## THE PROBLEM:
Which of the lines below contain the string "self"? Pull each one out of the data.

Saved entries
[Start of Attachment]
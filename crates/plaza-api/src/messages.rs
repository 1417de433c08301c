use axum::{
    Extension, Json,
    extract::{Path, Query, State},
    http::StatusCode,
    response::IntoResponse,
};
use chrono::{DateTime, Utc};
use serde::Deserialize;
use uuid::Uuid;

use plaza_db::queries::messages::MessageCursor;
use plaza_gateway::chat;
use plaza_types::api::{ConversationResponse, MessageResponse, SendMessageRequest};
use plaza_types::models::ChatTarget;

use crate::auth::{AppState, db_call};
use crate::error::ApiError;
use crate::groups::ensure_member;
use crate::middleware::CurrentUser;

#[derive(Debug, Deserialize)]
pub struct HistoryQuery {
    #[serde(default = "default_limit")]
    pub limit: u32,
    /// Cursor: the `created_at` of the oldest message already loaded.
    pub before: Option<DateTime<Utc>>,
    /// Id of that message, so others sent in the same millisecond are kept.
    pub before_id: Option<Uuid>,
}

impl HistoryQuery {
    fn cursor(&self) -> Option<MessageCursor> {
        self.before.map(|created_at| MessageCursor {
            created_at,
            id: self.before_id,
        })
    }
}

fn default_limit() -> u32 {
    50
}

/// Messages sent over REST take the same path as gateway commands, so
/// connected recipients see them live.
async fn send(
    state: &AppState,
    sender: Uuid,
    target: ChatTarget,
    content: String,
) -> Result<(StatusCode, Json<MessageResponse>), ApiError> {
    let message = chat::send_message(&state.db, &state.dispatcher, sender, target, content).await?;
    Ok((StatusCode::CREATED, Json(message)))
}

pub async fn direct_history(
    State(state): State<AppState>,
    Extension(current): Extension<CurrentUser>,
    Path(user_id): Path<Uuid>,
    Query(query): Query<HistoryQuery>,
) -> Result<Json<Vec<MessageResponse>>, ApiError> {
    let me = current.id;
    let messages = db_call(&state, move |db| {
        db.users().get_by_id(user_id)?;
        Ok(db.messages().list_direct(me, user_id, query.limit, query.cursor())?)
    })
    .await?;
    Ok(Json(messages.into_iter().map(Into::into).collect()))
}

pub async fn send_direct(
    State(state): State<AppState>,
    Extension(current): Extension<CurrentUser>,
    Path(user_id): Path<Uuid>,
    Json(req): Json<SendMessageRequest>,
) -> Result<impl IntoResponse, ApiError> {
    send(&state, current.id, ChatTarget::User(user_id), req.content).await
}

pub async fn group_history(
    State(state): State<AppState>,
    Extension(current): Extension<CurrentUser>,
    Path(group_id): Path<Uuid>,
    Query(query): Query<HistoryQuery>,
) -> Result<Json<Vec<MessageResponse>>, ApiError> {
    let me = current.id;
    let messages = db_call(&state, move |db| {
        ensure_member(db, group_id, me)?;
        Ok(db.messages().list_group(group_id, query.limit, query.cursor())?)
    })
    .await?;
    Ok(Json(messages.into_iter().map(Into::into).collect()))
}

pub async fn send_group(
    State(state): State<AppState>,
    Extension(current): Extension<CurrentUser>,
    Path(group_id): Path<Uuid>,
    Json(req): Json<SendMessageRequest>,
) -> Result<impl IntoResponse, ApiError> {
    let me = current.id;
    db_call(&state, move |db| {
        db.groups().get(group_id)?;
        Ok(())
    })
    .await?;
    send(&state, me, ChatTarget::Group(group_id), req.content).await
}

pub async fn conversations(
    State(state): State<AppState>,
    Extension(current): Extension<CurrentUser>,
) -> Result<Json<Vec<ConversationResponse>>, ApiError> {
    let rows = db_call(&state, move |db| Ok(db.messages().list_conversations(current.id)?)).await?;
    Ok(Json(rows.into_iter().map(Into::into).collect()))
}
[End of Attachment]
## REPLY TO THE EXERCISE:
    fn cursor(&self) -> Option<MessageCursor> {
        self.before.map(|created_at| MessageCursor {
            id: self.before_id,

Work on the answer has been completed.